Supplied entries START
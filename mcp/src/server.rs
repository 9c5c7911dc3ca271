//! MCP server serving a Rig `ToolSet` over stdio.

use crate::tools::AddWordTool;
use easyvocab_enrichment::Enricher;
use rig::completion::ToolDefinition;
use rig::tool::{ToolSet, ToolSetError};
use rmcp::RoleServer;
use rmcp::service::RequestContext;
use rmcp::{
    ServerHandler,
    model::{
        CallToolRequestParams, CallToolResult, Content, ErrorData, JsonObject, ListToolsResult,
        PaginatedRequestParams, Tool as McpTool,
    },
};
use serde::{Deserialize, Serialize};
use serde_json::Value;
use std::borrow::Cow;
use std::collections::BTreeMap;
use std::sync::Arc;

/// Name the server reports to MCP clients.
pub const SERVER_NAME: &str = "easyvocab";

const INSTRUCTIONS: &str = "Call add_word with an English word or phrase to get its CEFR level, \
                            frequency data, translation and usage examples.";

/// MCP server handler exposing vocabulary tools.
pub struct VocabMcpHandler {
    toolset: ToolSet,
    /// The name of the server (e.g. "easyvocab").
    pub name: String,
    /// Pre-computed tool definitions.
    pub tool_definitions: Vec<McpTool>,
}

impl VocabMcpHandler {
    /// Creates a handler from a `ToolSet`, extracting its tool definitions.
    ///
    /// # Errors
    /// Returns `ToolSetError` if fetching tool definitions from the `ToolSet` fails.
    pub async fn from_toolset(toolset: ToolSet) -> Result<Self, ToolSetError> {
        let definitions = toolset.get_tool_definitions().await?;
        let tool_definitions = definitions.into_iter().map(Self::definition_to_mcp).collect();
        Ok(Self {
            toolset,
            name: SERVER_NAME.to_string(),
            tool_definitions,
        })
    }

    /// Creates a handler serving `add_word` over the given enricher.
    ///
    /// # Errors
    /// See [`Self::from_toolset`].
    pub async fn for_enricher(enricher: Arc<Enricher>) -> Result<Self, ToolSetError> {
        let mut toolset = ToolSet::default();
        toolset.add_tool(AddWordTool::new(enricher));
        Self::from_toolset(toolset).await
    }

    /// Overrides the reported server name.
    #[must_use]
    pub fn with_name(mut self, name: impl Into<String>) -> Self {
        self.name = name.into();
        self
    }

    /// Converts a Rig `ToolDefinition` into an MCP tool definition.
    #[must_use]
    pub fn definition_to_mcp(definition: ToolDefinition) -> McpTool {
        let input_schema = if let Value::Object(map) = definition.parameters {
            Arc::new(map)
        } else {
            Arc::new(JsonObject::new())
        };

        McpTool {
            name: Cow::Owned(definition.name.clone()),
            title: Some(definition.name),
            description: Some(Cow::Owned(definition.description)),
            input_schema,
            output_schema: None,
            annotations: None,
            icons: None,
            meta: None,
        }
    }

    /// Runs a tool by name. Failures become error results, never protocol errors.
    pub async fn dispatch(&self, name: &str, arguments: Option<&JsonObject>) -> CallToolResult {
        let args = arguments.map_or_else(
            || "{}".to_string(),
            |a| Value::Object(a.clone()).to_string(),
        );

        tracing::debug!(event = "tool_call", tool_name = %name, "tool_call");

        match self.toolset.call(name, args).await {
            Ok(output) => CallToolResult::success(vec![Content::text(output)]),
            Err(e) => {
                tracing::error!(
                    event = "tool_call_failed",
                    tool_name = %name,
                    error = %e,
                    "tool_call_failed"
                );
                CallToolResult::error(vec![Content::text(e.to_string())])
            }
        }
    }

    /// Describes how an MCP client should launch this binary.
    ///
    /// # Errors
    /// Returns an error if the current executable path cannot be determined.
    pub fn client_config(&self) -> Result<McpConfig, std::io::Error> {
        let exe = std::env::current_exe()?;
        Ok(McpConfig {
            name: self.name.clone(),
            command: exe.to_string_lossy().to_string(),
            args: vec!["serve".to_string()],
            env: BTreeMap::from([(
                "OPENROUTER_API_KEY".to_string(),
                "<your OpenRouter key>".to_string(),
            )]),
        })
    }

    /// Serves the MCP protocol over stdio until the client disconnects.
    ///
    /// Stdout carries the protocol, so logging must go to stderr.
    ///
    /// # Errors
    /// Returns an error if the server fails to initialize or if the connection is lost.
    pub async fn serve_stdio(self) -> Result<(), Box<dyn std::error::Error + Send + Sync>> {
        tracing::info!(
            event = "mcp_server_starting",
            name = %self.name,
            tools = self.tool_definitions.len(),
            "mcp_server_starting"
        );
        let (stdin, stdout) = rmcp::transport::io::stdio();
        let service = rmcp::ServiceExt::serve(self, (stdin, stdout)).await?;
        service.waiting().await?;
        Ok(())
    }
}

/// Launch configuration for registering the server with an MCP client.
#[derive(Debug, Serialize, Deserialize, Clone)]
pub struct McpConfig {
    /// The name of the server (e.g. "easyvocab").
    pub name: String,
    /// The absolute path to the executable.
    pub command: String,
    /// Arguments to pass to the executable.
    pub args: Vec<String>,
    /// Environment variables for the server process.
    pub env: BTreeMap<String, String>,
}

impl McpConfig {
    /// The `mcpServers` JSON object understood by most MCP clients.
    #[must_use]
    pub fn to_mcp_servers_json(&self) -> Value {
        serde_json::json!({
            "mcpServers": {
                &self.name: {
                    "command": &self.command,
                    "args": &self.args,
                    "env": &self.env
                }
            }
        })
    }

    /// The `[mcp_servers.<name>]` TOML table form.
    #[must_use]
    pub fn to_toml(&self) -> String {
        use std::fmt::Write;

        let mut toml = format!(
            "[mcp_servers.{}]\ncommand = {:?}\nargs = {:?}\n",
            self.name, self.command, self.args
        );
        if !self.env.is_empty() {
            let _ = writeln!(toml, "\n[mcp_servers.{}.env]", self.name);
            for (k, v) in &self.env {
                let _ = writeln!(toml, "{k} = {v:?}");
            }
        }
        toml
    }
}

impl ServerHandler for VocabMcpHandler {
    fn get_info(&self) -> rmcp::model::ServerInfo {
        rmcp::model::ServerInfo {
            protocol_version: rmcp::model::ProtocolVersion::V_2024_11_05,
            capabilities: rmcp::model::ServerCapabilities::builder()
                .enable_tools()
                .build(),
            server_info: rmcp::model::Implementation {
                name: self.name.clone(),
                version: env!("CARGO_PKG_VERSION").to_string(),
                title: None,
                website_url: None,
                icons: None,
            },
            instructions: Some(INSTRUCTIONS.to_string()),
        }
    }

    async fn initialize(
        &self,
        _request: rmcp::model::InitializeRequestParams,
        _context: RequestContext<RoleServer>,
    ) -> Result<rmcp::model::InitializeResult, ErrorData> {
        Ok(self.get_info())
    }

    #[tracing::instrument(skip(self, _request, _context), fields(rpc.method = "list_tools"))]
    async fn list_tools(
        &self,
        _request: Option<PaginatedRequestParams>,
        _context: RequestContext<RoleServer>,
    ) -> Result<ListToolsResult, ErrorData> {
        Ok(ListToolsResult {
            tools: self.tool_definitions.clone(),
            next_cursor: None,
            meta: None,
        })
    }

    #[tracing::instrument(skip(self, request, _context), fields(rpc.method = "call_tool", tool.name = %request.name))]
    async fn call_tool(
        &self,
        request: CallToolRequestParams,
        _context: RequestContext<RoleServer>,
    ) -> Result<CallToolResult, ErrorData> {
        Ok(self.dispatch(&request.name, request.arguments.as_ref()).await)
    }
}

#[cfg(test)]
mod tests {
    use super::*;
    use serde_json::json;

    #[test]
    fn test_definition_to_mcp_keeps_schema_object() {
        let tool = VocabMcpHandler::definition_to_mcp(ToolDefinition {
            name: "add_word".to_string(),
            description: "Enrich a word".to_string(),
            parameters: json!({"type": "object", "properties": {"word": {"type": "string"}}}),
        });
        assert_eq!(tool.name, "add_word");
        assert_eq!(tool.input_schema["type"], "object");
        assert!(tool.input_schema.contains_key("properties"));
    }

    #[test]
    fn test_non_object_parameters_become_empty_schema() {
        let tool = VocabMcpHandler::definition_to_mcp(ToolDefinition {
            name: "x".to_string(),
            description: String::new(),
            parameters: Value::Null,
        });
        assert!(tool.input_schema.is_empty());
    }

    #[test]
    fn test_client_config_formats() {
        let config = McpConfig {
            name: "easyvocab".to_string(),
            command: "/usr/local/bin/easyvocab".to_string(),
            args: vec!["serve".to_string()],
            env: BTreeMap::from([("OPENROUTER_API_KEY".to_string(), "sk-or".to_string())]),
        };

        let json = config.to_mcp_servers_json();
        assert_eq!(json["mcpServers"]["easyvocab"]["command"], "/usr/local/bin/easyvocab");
        assert_eq!(json["mcpServers"]["easyvocab"]["args"][0], "serve");
        assert_eq!(json["mcpServers"]["easyvocab"]["env"]["OPENROUTER_API_KEY"], "sk-or");

        let toml = config.to_toml();
        assert!(toml.starts_with("[mcp_servers.easyvocab]\ncommand = \"/usr/local/bin/easyvocab\"\n"));
        assert!(toml.contains("args = [\"serve\"]"));
        assert!(toml.contains("[mcp_servers.easyvocab.env]\nOPENROUTER_API_KEY = \"sk-or\""));
    }
}
use std::time::Duration;

use thiserror::Error;

#[derive(Debug, Error)]
pub enum OpenRouterError {
    #[error("Request timed out after {0:?}")]
    Timeout(Duration),

    #[error("Connection failed: {0}")]
    Connection(String),

    #[error("Rate limit exceeded{}", retry_suffix(.retry_after))]
    RateLimited { retry_after: Option<Duration> },

    #[error("API returned HTTP {status}: {message}")]
    Api { status: u16, message: String },

    #[error("Completion response contained no choices")]
    EmptyResponse,

    #[error("Failed to decode completion response: {0}")]
    Decode(String),

    #[error("Invalid client configuration: {0}")]
    InvalidConfig(String),
}

impl OpenRouterError {
    /// Whether a retry against the same or another model may succeed.
    ///
    /// Only configuration problems are permanent; every failure observed on
    /// the wire is worth another attempt.
    #[must_use]
    pub const fn is_transient(&self) -> bool {
        !matches!(self, Self::InvalidConfig(_))
    }

    pub(crate) fn from_reqwest(err: &reqwest::Error, timeout: Duration) -> Self {
        if err.is_timeout() {
            Self::Timeout(timeout)
        } else if err.is_decode() {
            Self::Decode(err.to_string())
        } else {
            Self::Connection(err.to_string())
        }
    }
}

fn retry_suffix(retry_after: &Option<Duration>) -> String {
    retry_after.map_or_else(String::new, |d| format!(" (retry after {}s)", d.as_secs()))
}

#[cfg(test)]
mod tests {
    use super::*;

    #[test]
    fn test_only_config_errors_are_permanent() {
        assert!(OpenRouterError::Timeout(Duration::from_secs(1)).is_transient());
        assert!(OpenRouterError::Connection("reset".into()).is_transient());
        assert!(OpenRouterError::RateLimited { retry_after: None }.is_transient());
        assert!(OpenRouterError::Api {
            status: 401,
            message: "bad key".into()
        }
        .is_transient());
        assert!(OpenRouterError::EmptyResponse.is_transient());
        assert!(OpenRouterError::Decode("eof".into()).is_transient());
        assert!(!OpenRouterError::InvalidConfig("bad header".into()).is_transient());
    }

    #[test]
    fn test_rate_limit_display_includes_retry_after() {
        let err = OpenRouterError::RateLimited {
            retry_after: Some(Duration::from_secs(7)),
        };
        assert_eq!(err.to_string(), "Rate limit exceeded (retry after 7s)");

        let err = OpenRouterError::RateLimited { retry_after: None };
        assert_eq!(err.to_string(), "Rate limit exceeded");
    }
}
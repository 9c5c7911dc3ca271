//! The structured record a model must return, and the rules that validate
//! and normalize it.
//!
//! Level and entry type are closed sets and an unknown value is a hard
//! failure. Category is also closed but degrades to [`Category::General`]
//! instead of failing.

use crate::error::ValidationError;
use serde::de::{self, Deserializer};
use serde::{Deserialize, Serialize};
use serde_json::Value;
use std::fmt;
use std::str::FromStr;

/// CEFR proficiency tier.
#[derive(Debug, Clone, Copy, PartialEq, Eq, Hash, Serialize, Deserialize)]
pub enum Level {
    A1,
    A2,
    B1,
    B2,
    C1,
    C2,
}

impl Level {
    pub const ALL: [Self; 6] = [Self::A1, Self::A2, Self::B1, Self::B2, Self::C1, Self::C2];

    #[must_use]
    pub const fn as_str(self) -> &'static str {
        match self {
            Self::A1 => "A1",
            Self::A2 => "A2",
            Self::B1 => "B1",
            Self::B2 => "B2",
            Self::C1 => "C1",
            Self::C2 => "C2",
        }
    }
}

impl FromStr for Level {
    type Err = ValidationError;

    /// Case-insensitive; surrounding whitespace is ignored.
    fn from_str(raw: &str) -> Result<Self, Self::Err> {
        let normalized = raw.trim().to_ascii_uppercase();
        Self::ALL
            .into_iter()
            .find(|level| level.as_str() == normalized)
            .ok_or_else(|| ValidationError::InvalidLevel(raw.to_string()))
    }
}

impl fmt::Display for Level {
    fn fmt(&self, f: &mut fmt::Formatter<'_>) -> fmt::Result {
        f.write_str(self.as_str())
    }
}

/// Whether the entry is a single word or a multi-word phrase.
#[derive(Debug, Clone, Copy, PartialEq, Eq, Hash, Serialize, Deserialize)]
#[serde(rename_all = "lowercase")]
pub enum EntryType {
    Word,
    Phrase,
}
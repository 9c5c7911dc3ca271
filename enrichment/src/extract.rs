//! Recovering a JSON document from free-form model output.

use regex::Regex;
use serde_json::Value;
use std::sync::LazyLock;

/// A leading ```` ```json ```` marker or a trailing ```` ``` ```` on any line.
#[allow(clippy::expect_used)]
static CODE_FENCE: LazyLock<Regex> =
    LazyLock::new(|| Regex::new(r"(?m)^```json\s*|```$").expect("code fence pattern is valid"));

/// Removes Markdown code-fence markers from trimmed model output.
#[must_use]
pub fn strip_code_fences(content: &str) -> String {
    CODE_FENCE.replace_all(content.trim(), "").into_owned()
}

/// Parses model output into JSON, tolerating fences and surrounding prose.
///
/// The fence-stripped text is parsed directly first. If that fails, the span
/// from the first `{` to the last `}` is parsed instead.
///
/// # Errors
/// Returns the direct parse error when no brace-delimited span exists, or
/// the span's own parse error when it is not valid JSON either.
pub fn extract_json(content: &str) -> Result<Value, serde_json::Error> {
    let cleaned = strip_code_fences(content);

    match serde_json::from_str(&cleaned) {
        Ok(value) => Ok(value),
        Err(err) => match (cleaned.find('{'), cleaned.rfind('}')) {
            (Some(start), Some(end)) if end > start => serde_json::from_str(&cleaned[start..=end]),
            _ => Err(err),
        },
    }
}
Supplied entries END
Where does the string "CallToolRequestParams" appear in the records? Copy every line that holds it.

        CallToolRequestParams, CallToolResult, Content, ErrorData, JsonObject, ListToolsResult,
        request: CallToolRequestParams,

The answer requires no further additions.